▸ Your goal
The entries below are to be copied exactly, with nothing left out.

(Stored data entries)
^^^^^^^^^^^^^^^^

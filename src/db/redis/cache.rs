use redis::AsyncCommands;
use redis::Client;
use std::fmt::Display;
use tokio::sync::mpsc;

use crate::error::AppResult;

/// Keys for the read-through catalog cache
///
/// Discover pages are keyed by everything that changes the page content:
/// locale, region, genre code and page number.
#[derive(Debug, Clone, PartialEq, Eq, Hash)]
pub enum CacheKey {
    DiscoverPage {
        locale: String,
        region: String,
        genre_id: u32,
        page: u32,
    },
    MovieDetails {
        locale: String,
        movie_id: u64,
    },
}

impl Display for CacheKey {
    fn fmt(&self, f: &mut std::fmt::Formatter<'_>) -> std::fmt::Result {
        match self {
            CacheKey::DiscoverPage {
                locale,
                region,
                genre_id,
                page,
            } => write!(
                f,
                "discover:{}:{}:{}:{}",
                locale.to_lowercase(),
                region.to_lowercase(),
                genre_id,
                page
            ),
            CacheKey::MovieDetails { locale, movie_id } => {
                write!(f, "details:{}:{}", locale.to_lowercase(), movie_id)
            }
        }
    }
}

/// Creates a Redis client for caching
///
/// The client connects lazily; a wrong URL only surfaces once the cache is
/// first used, and every cache failure degrades to a miss.
pub fn create_redis_client(redis_url: &str) -> anyhow::Result<Client> {
    let client = Client::open(redis_url)?;
    Ok(client)
}

/// Message for asynchronous cache writes
struct CacheWriteMessage {
    key: String,
    value: String,
    ttl: u64,
}

/// Advisory read-through cache backed by Redis
///
/// Reads swallow every Redis failure and report a miss, so aggregation
/// behaves identically with the cache cold, stale, or absent. Writes go
/// through a background task and never block a response.
#[derive(Clone)]
pub struct Cache {
    redis_client: Client,
    write_tx: mpsc::UnboundedSender<CacheWriteMessage>,
}

/// Handle for gracefully shutting down the cache writer
///
/// Dropping the handle also stops the writer, so the owner must keep it
/// alive for the lifetime of the cache.
pub struct CacheWriterHandle {
    shutdown_tx: mpsc::Sender<()>,
}

impl CacheWriterHandle {
    /// Signals the writer task to flush pending writes and stop
    pub async fn shutdown(self) {
        let _ = self.shutdown_tx.send(()).await;
        tracing::info!("Cache writer shutdown signal sent");
    }
}

impl Cache {
    /// Creates a new Cache instance with an async write background task
    pub async fn new(redis_client: Client) -> (Self, CacheWriterHandle) {
        let (write_tx, write_rx) = mpsc::unbounded_channel();
        let (shutdown_tx, shutdown_rx) = mpsc::channel(1);

        let client = redis_client.clone();
        tokio::spawn(async move {
            Self::cache_writer_task(client, write_rx, shutdown_rx).await;
        });

        let cache = Self {
            redis_client,
            write_tx,
        };

        let handle = CacheWriterHandle { shutdown_tx };

        (cache, handle)
    }

    /// Background task that processes cache write messages
    ///
    /// On shutdown, drains whatever is still queued before exiting.
    async fn cache_writer_task(
        client: Client,
        mut write_rx: mpsc::UnboundedReceiver<CacheWriteMessage>,
        mut shutdown_rx: mpsc::Receiver<()>,
    ) {
        tracing::debug!("Cache writer task started");

        loop {
            tokio::select! {
                Some(msg) = write_rx.recv() => {
                    if let Err(e) = Self::write_to_redis(&client, msg).await {
                        tracing::warn!(error = %e, "Cache write failed");
                    }
                }
                _ = shutdown_rx.recv() => {
                    tracing::info!("Cache writer shutting down, flushing remaining writes");

                    while let Ok(msg) = write_rx.try_recv() {
                        if let Err(e) = Self::write_to_redis(&client, msg).await {
                            tracing::warn!(error = %e, "Cache flush write failed");
                        }
                    }

                    tracing::debug!("Cache writer task stopped");
                    break;
                }
            }
        }
    }

    async fn write_to_redis(client: &Client, msg: CacheWriteMessage) -> AppResult<()> {
        let mut conn = client.get_multiplexed_async_connection().await?;
        let _: () = conn.set_ex(msg.key, msg.value, msg.ttl).await?;
        Ok(())
    }

    /// Retrieves a cached value, treating every failure as a miss
    ///
    /// Connection errors, read errors and corrupt entries are logged and
    /// reported as `None`; callers fall through to the real fetch.
    pub async fn get_from_cache<T: serde::de::DeserializeOwned>(
        &self,
        key: &CacheKey,
    ) -> Option<T> {
        let mut conn = match self.redis_client.get_multiplexed_async_connection().await {
            Ok(conn) => conn,
            Err(e) => {
                tracing::warn!(error = %e, "Redis unavailable, treating as cache miss");
                return None;
            }
        };

        let cached: Option<String> = match conn.get(format!("{}", key)).await {
            Ok(value) => value,
            Err(e) => {
                tracing::warn!(error = %e, key = %key, "Redis get failed, treating as cache miss");
                return None;
            }
        };

        let json = cached?;
        match serde_json::from_str(&json) {
            Ok(value) => Some(value),
            Err(e) => {
                tracing::warn!(error = %e, key = %key, "Corrupt cache entry, treating as miss");
                None
            }
        }
    }

    /// Stores a value in the cache asynchronously without blocking
    ///
    /// Serialization happens inline; the Redis write is handed to the
    /// background worker and this method returns immediately.
    pub fn set_in_background<T: serde::Serialize>(&self, key: &CacheKey, value: &T, ttl: u64) {
        let json = match serde_json::to_string(value) {
            Ok(j) => j,
            Err(e) => {
                tracing::error!(error = %e, "Cache serialization error");
                return;
            }
        };

        let msg = CacheWriteMessage {
            key: format!("{}", key),
            value: json,
            ttl,
        };

        if let Err(e) = self.write_tx.send(msg) {
            tracing::error!(error = %e, "Failed to send cache write message");
        }
    }
}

^^^^^^^^^^^^^^^^

▸ Answer area
filename src/db/redis/cache.rs
use redis::AsyncCommands;
use redis::Client;
use std::fmt::Display;
use tokio::sync::mpsc;

use crate::error::AppResult;

/// Keys for the read-through catalog cache
///
/// Discover pages are keyed by everything that changes the page content:
/// locale, region, genre code and page number.
#[derive(Debug, Clone, PartialEq, Eq, Hash)]
pub enum CacheKey {
    DiscoverPage {
        locale: String,
        region: String,
        genre_id: u32,
        page: u32,
    },
    MovieDetails {
        locale: String,
        movie_id: u64,
    },
}

impl Display for CacheKey {
    fn fmt(&self, f: &mut std::fmt::Formatter<'_>) -> std::fmt::Result {
        match self {
            CacheKey::DiscoverPage {
                locale,
                region,
                genre_id,
                page,
            } => write!(
                f,
                "discover:{}:{}:{}:{}",
                locale.to_lowercase(),
                region.to_lowercase(),
                genre_id,
                page
            ),
            CacheKey::MovieDetails { locale, movie_id } => {
                write!(f, "details:{}:{}", locale.to_lowercase(), movie_id)
            }
        }
    }
}

/// Creates a Redis client for caching
///
/// The client connects lazily; a wrong URL only surfaces once the cache is
/// first used, and every cache failure degrades to a miss.
pub fn create_redis_client(redis_url: &str) -> anyhow::Result<Client> {
    let client = Client::open(redis_url)?;
    Ok(client)
}

/// Message for asynchronous cache writes
struct CacheWriteMessage {
    key: String,
    value: String,
    ttl: u64,
}

/// Advisory read-through cache backed by Redis
///
/// Reads swallow every Redis failure and report a miss, so aggregation
/// behaves identically with the cache cold, stale, or absent. Writes go
/// through a background task and never block a response.
#[derive(Clone)]
pub struct Cache {
    redis_client: Client,
    write_tx: mpsc::UnboundedSender<CacheWriteMessage>,
}

/// Handle for gracefully shutting down the cache writer
///
/// Dropping the handle also stops the writer, so the owner must keep it
/// alive for the lifetime of the cache.
pub struct CacheWriterHandle {
    shutdown_tx: mpsc::Sender<()>,
}

impl CacheWriterHandle {
    /// Signals the writer task to flush pending writes and stop
    pub async fn shutdown(self) {
        let _ = self.shutdown_tx.send(()).await;
        tracing::info!("Cache writer shutdown signal sent");
    }
}

impl Cache {
    /// Creates a new Cache instance with an async write background task
    pub async fn new(redis_client: Client) -> (Self, CacheWriterHandle) {
        let (write_tx, write_rx) = mpsc::unbounded_channel();
        let (shutdown_tx, shutdown_rx) = mpsc::channel(1);

        let client = redis_client.clone();
        tokio::spawn(async move {
            Self::cache_writer_task(client, write_rx, shutdown_rx).await;
        });

        let cache = Self {
            redis_client,
            write_tx,
        };

        let handle = CacheWriterHandle { shutdown_tx };

        (cache, handle)
    }

    /// Background task that processes cache write messages
    ///
    /// On shutdown, drains whatever is still queued before exiting.
    async fn cache_writer_task(
        client: Client,
        mut write_rx: mpsc::UnboundedReceiver<CacheWriteMessage>,
        mut shutdown_rx: mpsc::Receiver<()>,
    ) {
        tracing::debug!("Cache writer task started");

        loop {
            tokio::select! {
                Some(msg) = write_rx.recv() => {
                    if let Err(e) = Self::write_to_redis(&client, msg).await {
                        tracing::warn!(error = %e, "Cache write failed");
                    }
                }
                _ = shutdown_rx.recv() => {
                    tracing::info!("Cache writer shutting down, flushing remaining writes");

                    while let Ok(msg) = write_rx.try_recv() {
                        if let Err(e) = Self::write_to_redis(&client, msg).await {
                            tracing::warn!(error = %e, "Cache flush write failed");
                        }
                    }

                    tracing::debug!("Cache writer task stopped");
                    break;
                }
            }
        }
    }

    async fn write_to_redis(client: &Client, msg: CacheWriteMessage) -> AppResult<()> {
        let mut conn = client.get_multiplexed_async_connection().await?;
        let _: () = conn.set_ex(msg.key, msg.value, msg.ttl).await?;
        Ok(())
    }

    /// Retrieves a cached value, treating every failure as a miss
    ///
    /// Connection errors, read errors and corrupt entries are logged and
    /// reported as `None`; callers fall through to the real fetch.
    pub async fn get_from_cache<T: serde::de::DeserializeOwned>(
        &self,
        key: &CacheKey,
    ) -> Option<T> {
        let mut conn = match self.redis_client.get_multiplexed_async_connection().await {
            Ok(conn) => conn,
            Err(e) => {
                tracing::warn!(error = %e, "Redis unavailable, treating as cache miss");
                return None;
            }
        };

        let cached: Option<String> = match conn.get(format!("{}", key)).await {
            Ok(value) => value,
            Err(e) => {
                tracing::warn!(error = %e, key = %key, "Redis get failed, treating as cache miss");
                return None;
            }
        };

        let json = cached?;
        match serde_json::from_str(&json) {
            Ok(value) => Some(value),
            Err(e) => {
                tracing::warn!(error = %e, key = %key, "Corrupt cache entry, treating as miss");
                None
            }
        }
    }

    /// Stores a value in the cache asynchronously without blocking
    ///
    /// Serialization happens inline; the Redis write is handed to the
    /// background worker and this method returns immediately.
    pub fn set_in_background<T: serde::Serialize>(&self, key: &CacheKey, value: &T, ttl: u64) {
        let json = match serde_json::to_string(value) {
            Ok(j) => j,
            Err(e) => {
                tracing::error!(error = %e, "Cache serialization error");
                return;
            }
        };

        let msg = CacheWriteMessage {
            key: format!("{}", key),
            value: json,
            ttl,
        };

        if let Err(e) = self.write_tx.send(msg) {
            tracing::error!(error = %e, "Failed to send cache write message");
        }
    }
}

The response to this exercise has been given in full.